Your reply should contain only the line with "not left blank" and the lines after it through the end of the data, each written out exactly.

────

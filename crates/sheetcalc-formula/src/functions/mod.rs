//! Built-in spreadsheet functions

pub mod engineering;
pub mod financial;
pub mod info;
pub mod logical;
pub mod lookup;
pub mod math;
pub mod statistical;
pub mod subtotal;
pub mod text;
pub mod trig;

use crate::ast::Expr;
use crate::context::EvaluationContext;
use crate::error::FormulaResult;
use crate::value::Value;
use ahash::AHashMap;
use std::sync::OnceLock;

/// Implementation over evaluated arguments
///
/// Eager functions are total: a bad argument becomes an error value.
pub type EagerFn = fn(&[Value], &EvaluationContext) -> Value;

/// Implementation over unevaluated arguments
///
/// Used where a function must skip evaluating some arguments (IF) or needs
/// the cell coordinates behind a reference (SUBTOTAL, ROWS).
pub type LazyFn = fn(&[Expr], &EvaluationContext) -> FormulaResult<Value>;

#[derive(Clone, Copy)]
pub enum FunctionKind {
    Eager(EagerFn),
    Lazy(LazyFn),
}

/// Function definition
#[derive(Clone, Copy)]
pub struct FunctionDef {
    /// Function name (uppercase)
    pub name: &'static str,
    pub min_args: usize,
    /// Maximum arguments (None = unlimited)
    pub max_args: Option<usize>,
    pub kind: FunctionKind,
    /// Result changes on every evaluation
    pub volatile: bool,
}

impl FunctionDef {
    pub const fn eager(
        name: &'static str,
        min_args: usize,
        max_args: Option<usize>,
        implementation: EagerFn,
    ) -> Self {
        Self {
            name,
            min_args,
            max_args,
            kind: FunctionKind::Eager(implementation),
            volatile: false,
        }
    }

    pub const fn lazy(
        name: &'static str,
        min_args: usize,
        max_args: Option<usize>,
        implementation: LazyFn,
    ) -> Self {
        Self {
            name,
            min_args,
            max_args,
            kind: FunctionKind::Lazy(implementation),
            volatile: false,
        }
    }

    pub const fn volatile(mut self) -> Self {
        self.volatile = true;
        self
    }

    /// Human-readable arity, e.g. "1", "1 to 3", "at least 1"
    pub fn arity(&self) -> String {
        match self.max_args {
            Some(max) if max == self.min_args => max.to_string(),
            Some(max) => format!("{} to {}", self.min_args, max),
            None => format!("at least {}", self.min_args),
        }
    }
}

/// Function registry, keyed by upper-case name
pub struct FunctionRegistry {
    functions: AHashMap<String, FunctionDef>,
}

impl FunctionRegistry {
    /// Create a registry holding every built-in function
    pub fn new() -> Self {
        let mut registry = Self {
            functions: AHashMap::new(),
        };

        registry.register_logical_functions();
        registry.register_info_functions();
        registry.register_math_functions();
        registry.register_trig_functions();
        registry.register_statistical_functions();
        registry.register_lookup_functions();
        registry.register_text_functions();
        registry.register_engineering_functions();
        registry.register_financial_functions();

        tracing::debug!("registered {} built-in functions", registry.len());
        registry
    }

    /// Look up a function by name (case-insensitive)
    pub fn get(&self, name: &str) -> Option<&FunctionDef> {
        self.functions.get(&name.to_uppercase())
    }

    /// Register a function, replacing any previous definition
    pub fn register(&mut self, def: FunctionDef) {
        let key = def.name.to_uppercase();
        if self.functions.insert(key, def).is_some() {
            tracing::warn!("function {} registered twice; keeping the last", def.name);
        }
    }

    pub fn len(&self) -> usize {
        self.functions.len()
    }

    pub fn is_empty(&self) -> bool {
        self.functions.is_empty()
    }

    /// All definitions sorted by name
    pub fn definitions(&self) -> Vec<&FunctionDef> {
        let mut defs: Vec<&FunctionDef> = self.functions.values().collect();
        defs.sort_by_key(|def| def.name);
        defs
    }

    fn register_all(&mut self, defs: impl IntoIterator<Item = FunctionDef>) {
        for def in defs {
            self.register(def);
        }
    }

    fn register_logical_functions(&mut self) {
        self.register_all([
            FunctionDef::eager("AND", 1, None, logical::fn_and),
            FunctionDef::eager("OR", 1, None, logical::fn_or),
            FunctionDef::eager("XOR", 1, None, logical::fn_xor),
            FunctionDef::eager("NOT", 1, Some(1), logical::fn_not),
            FunctionDef::eager("TRUE", 0, Some(0), logical::fn_true),
            FunctionDef::eager("FALSE", 0, Some(0), logical::fn_false),
            FunctionDef::lazy("IF", 2, Some(3), logical::fn_if),
            FunctionDef::lazy("IFERROR", 2, Some(2), logical::fn_iferror),
            FunctionDef::lazy("IFNA", 2, Some(2), logical::fn_ifna),
        ]);
    }

    fn register_info_functions(&mut self) {
        self.register_all([
            FunctionDef::eager("ISERROR", 1, Some(1), info::fn_iserror),
            FunctionDef::eager("ISERR", 1, Some(1), info::fn_iserr),
            FunctionDef::eager("ISNA", 1, Some(1), info::fn_isna),
            FunctionDef::eager("ISNUMBER", 1, Some(1), info::fn_isnumber),
            FunctionDef::eager("ISTEXT", 1, Some(1), info::fn_istext),
            FunctionDef::eager("ISLOGICAL", 1, Some(1), info::fn_islogical),
            FunctionDef::eager("ISBLANK", 1, Some(1), info::fn_isblank),
            FunctionDef::eager("NA", 0, Some(0), info::fn_na),
            FunctionDef::eager("ERROR.TYPE", 1, Some(1), info::fn_error_type),
        ]);
    }

    fn register_math_functions(&mut self) {
        self.register_all([
            FunctionDef::eager("ABS", 1, Some(1), math::fn_abs),
            FunctionDef::eager("EXP", 1, Some(1), math::fn_exp),
            FunctionDef::eager("LN", 1, Some(1), math::fn_ln),
            FunctionDef::eager("SQRT", 1, Some(1), math::fn_sqrt),
            FunctionDef::eager("INT", 1, Some(1), math::fn_int),
            FunctionDef::eager("SIGN", 1, Some(1), math::fn_sign),
            FunctionDef::eager("MOD", 2, Some(2), math::fn_mod),
            FunctionDef::eager("POWER", 2, Some(2), math::fn_power),
            FunctionDef::eager("ROUND", 2, Some(2), math::fn_round),
            FunctionDef::eager("PI", 0, Some(0), math::fn_pi),
            FunctionDef::eager("SUM", 1, None, math::fn_sum),
            FunctionDef::eager("PRODUCT", 1, None, math::fn_product),
            FunctionDef::eager("RAND", 0, Some(0), math::fn_rand).volatile(),
            FunctionDef::eager("RANDBETWEEN", 2, Some(2), math::fn_randbetween).volatile(),
            FunctionDef::lazy("SUBTOTAL", 2, None, subtotal::fn_subtotal),
        ]);
    }

    fn register_trig_functions(&mut self) {
        self.register_all([
            FunctionDef::eager("SIN", 1, Some(1), trig::fn_sin),
            FunctionDef::eager("COS", 1, Some(1), trig::fn_cos),
            FunctionDef::eager("TAN", 1, Some(1), trig::fn_tan),
            FunctionDef::eager("CSC", 1, Some(1), trig::fn_csc),
            FunctionDef::eager("CSCH", 1, Some(1), trig::fn_csch),
            FunctionDef::eager("SEC", 1, Some(1), trig::fn_sec),
            FunctionDef::eager("SECH", 1, Some(1), trig::fn_sech),
            FunctionDef::eager("COT", 1, Some(1), trig::fn_cot),
            FunctionDef::eager("COTH", 1, Some(1), trig::fn_coth),
        ]);
    }

    fn register_statistical_functions(&mut self) {
        self.register_all([
            FunctionDef::eager("STANDARDIZE", 3, Some(3), statistical::fn_standardize),
            FunctionDef::eager("AVERAGE", 1, None, statistical::fn_average),
            FunctionDef::eager("AVERAGEA", 1, None, statistical::fn_averagea),
            FunctionDef::eager("COUNT", 1, None, statistical::fn_count),
            FunctionDef::eager("COUNTA", 1, None, statistical::fn_counta),
            FunctionDef::eager("COUNTBLANK", 1, Some(1), statistical::fn_countblank),
            FunctionDef::eager("MAX", 1, None, statistical::fn_max),
            FunctionDef::eager("MAXA", 1, None, statistical::fn_maxa),
            FunctionDef::eager("MIN", 1, None, statistical::fn_min),
            FunctionDef::eager("MINA", 1, None, statistical::fn_mina),
            FunctionDef::eager("STDEV", 1, None, statistical::fn_stdev),
            FunctionDef::eager("STDEVA", 1, None, statistical::fn_stdeva),
            FunctionDef::eager("STDEVP", 1, None, statistical::fn_stdevp),
            FunctionDef::eager("STDEVPA", 1, None, statistical::fn_stdevpa),
            FunctionDef::eager("VAR", 1, None, statistical::fn_var),
            FunctionDef::eager("VARA", 1, None, statistical::fn_vara),
            FunctionDef::eager("VARP", 1, None, statistical::fn_varp),
            FunctionDef::eager("VARPA", 1, None, statistical::fn_varpa),
            FunctionDef::eager("NORM.S.INV", 1, Some(1), statistical::fn_norm_s_inv),
            FunctionDef::eager("NORMSINV", 1, Some(1), statistical::fn_norm_s_inv),
            FunctionDef::eager("NORM.INV", 3, Some(3), statistical::fn_norm_inv),
            FunctionDef::eager("NORMINV", 3, Some(3), statistical::fn_norm_inv),
        ]);
    }

    fn register_lookup_functions(&mut self) {
        self.register_all([
            FunctionDef::eager("INDEX", 2, Some(3), lookup::fn_index),
            FunctionDef::eager("CHOOSE", 2, None, lookup::fn_choose),
            FunctionDef::lazy("ROWS", 1, Some(1), lookup::fn_rows),
            FunctionDef::lazy("COLUMNS", 1, Some(1), lookup::fn_columns),
        ]);
    }

    fn register_text_functions(&mut self) {
        self.register_all([
            FunctionDef::eager("LEN", 1, Some(1), text::fn_len),
            FunctionDef::eager("LEFT", 1, Some(2), text::fn_left),
            FunctionDef::eager("RIGHT", 1, Some(2), text::fn_right),
            FunctionDef::eager("MID", 3, Some(3), text::fn_mid),
            FunctionDef::eager("REPT", 2, Some(2), text::fn_rept),
            FunctionDef::eager("UPPER", 1, Some(1), text::fn_upper),
            FunctionDef::eager("LOWER", 1, Some(1), text::fn_lower),
            FunctionDef::eager("TRIM", 1, Some(1), text::fn_trim),
            FunctionDef::eager("EXACT", 2, Some(2), text::fn_exact),
            FunctionDef::eager("CONCATENATE", 1, None, text::fn_concatenate),
            FunctionDef::eager("CONCAT", 1, None, text::fn_concat),
        ]);
    }

    fn register_engineering_functions(&mut self) {
        self.register_all([
            FunctionDef::eager("DEC2BIN", 1, Some(2), engineering::fn_dec2bin),
            FunctionDef::eager("DEC2OCT", 1, Some(2), engineering::fn_dec2oct),
            FunctionDef::eager("DEC2HEX", 1, Some(2), engineering::fn_dec2hex),
            FunctionDef::eager("BIN2DEC", 1, Some(1), engineering::fn_bin2dec),
            FunctionDef::eager("OCT2DEC", 1, Some(1), engineering::fn_oct2dec),
            FunctionDef::eager("HEX2DEC", 1, Some(1), engineering::fn_hex2dec),
            FunctionDef::eager("BIN2OCT", 1, Some(2), engineering::fn_bin2oct),
            FunctionDef::eager("BIN2HEX", 1, Some(2), engineering::fn_bin2hex),
            FunctionDef::eager("OCT2BIN", 1, Some(2), engineering::fn_oct2bin),
            FunctionDef::eager("OCT2HEX", 1, Some(2), engineering::fn_oct2hex),
            FunctionDef::eager("HEX2BIN", 1, Some(2), engineering::fn_hex2bin),
            FunctionDef::eager("HEX2OCT", 1, Some(2), engineering::fn_hex2oct),
        ]);
    }

    fn register_financial_functions(&mut self) {
        self.register_all([
            FunctionDef::eager("PV", 3, Some(5), financial::fn_pv),
            FunctionDef::eager("FV", 3, Some(5), financial::fn_fv),
            FunctionDef::eager("PMT", 3, Some(5), financial::fn_pmt),
            FunctionDef::eager("NPER", 3, Some(5), financial::fn_nper),
            FunctionDef::eager("DISC", 4, Some(5), financial::fn_disc),
            FunctionDef::eager("PRICEDISC", 4, Some(5), financial::fn_pricedisc),
            FunctionDef::eager("RECEIVED", 4, Some(5), financial::fn_received),
            FunctionDef::eager("INTRATE", 4, Some(5), financial::fn_intrate),
            FunctionDef::eager("YIELDDISC", 4, Some(5), financial::fn_yielddisc),
        ]);
    }
}

impl Default for FunctionRegistry {
    fn default() -> Self {
        Self::new()
    }
}

static BUILTIN_FUNCTIONS: OnceLock<FunctionRegistry> = OnceLock::new();

/// The shared registry of built-in functions (built on first use)
pub fn builtin_functions() -> &'static FunctionRegistry {
    BUILTIN_FUNCTIONS.get_or_init(FunctionRegistry::new)
}

/// Argument `index`, or [`Value::Empty`] when it was not supplied
pub(crate) fn arg(args: &[Value], index: usize) -> &Value {
    static MISSING: Value = Value::Empty;
    args.get(index).unwrap_or(&MISSING)
}

/// Argument `index` if it was supplied and not left blank
pub(crate) fn optional_arg(args: &[Value], index: usize) -> Option<&Value> {
    args.get(index).filter(|value| !value.is_empty())
}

────

* **Solution below**
/// Argument `index` if it was supplied and not left blank
pub(crate) fn optional_arg(args: &[Value], index: usize) -> Option<&Value> {
    args.get(index).filter(|value| !value.is_empty())
}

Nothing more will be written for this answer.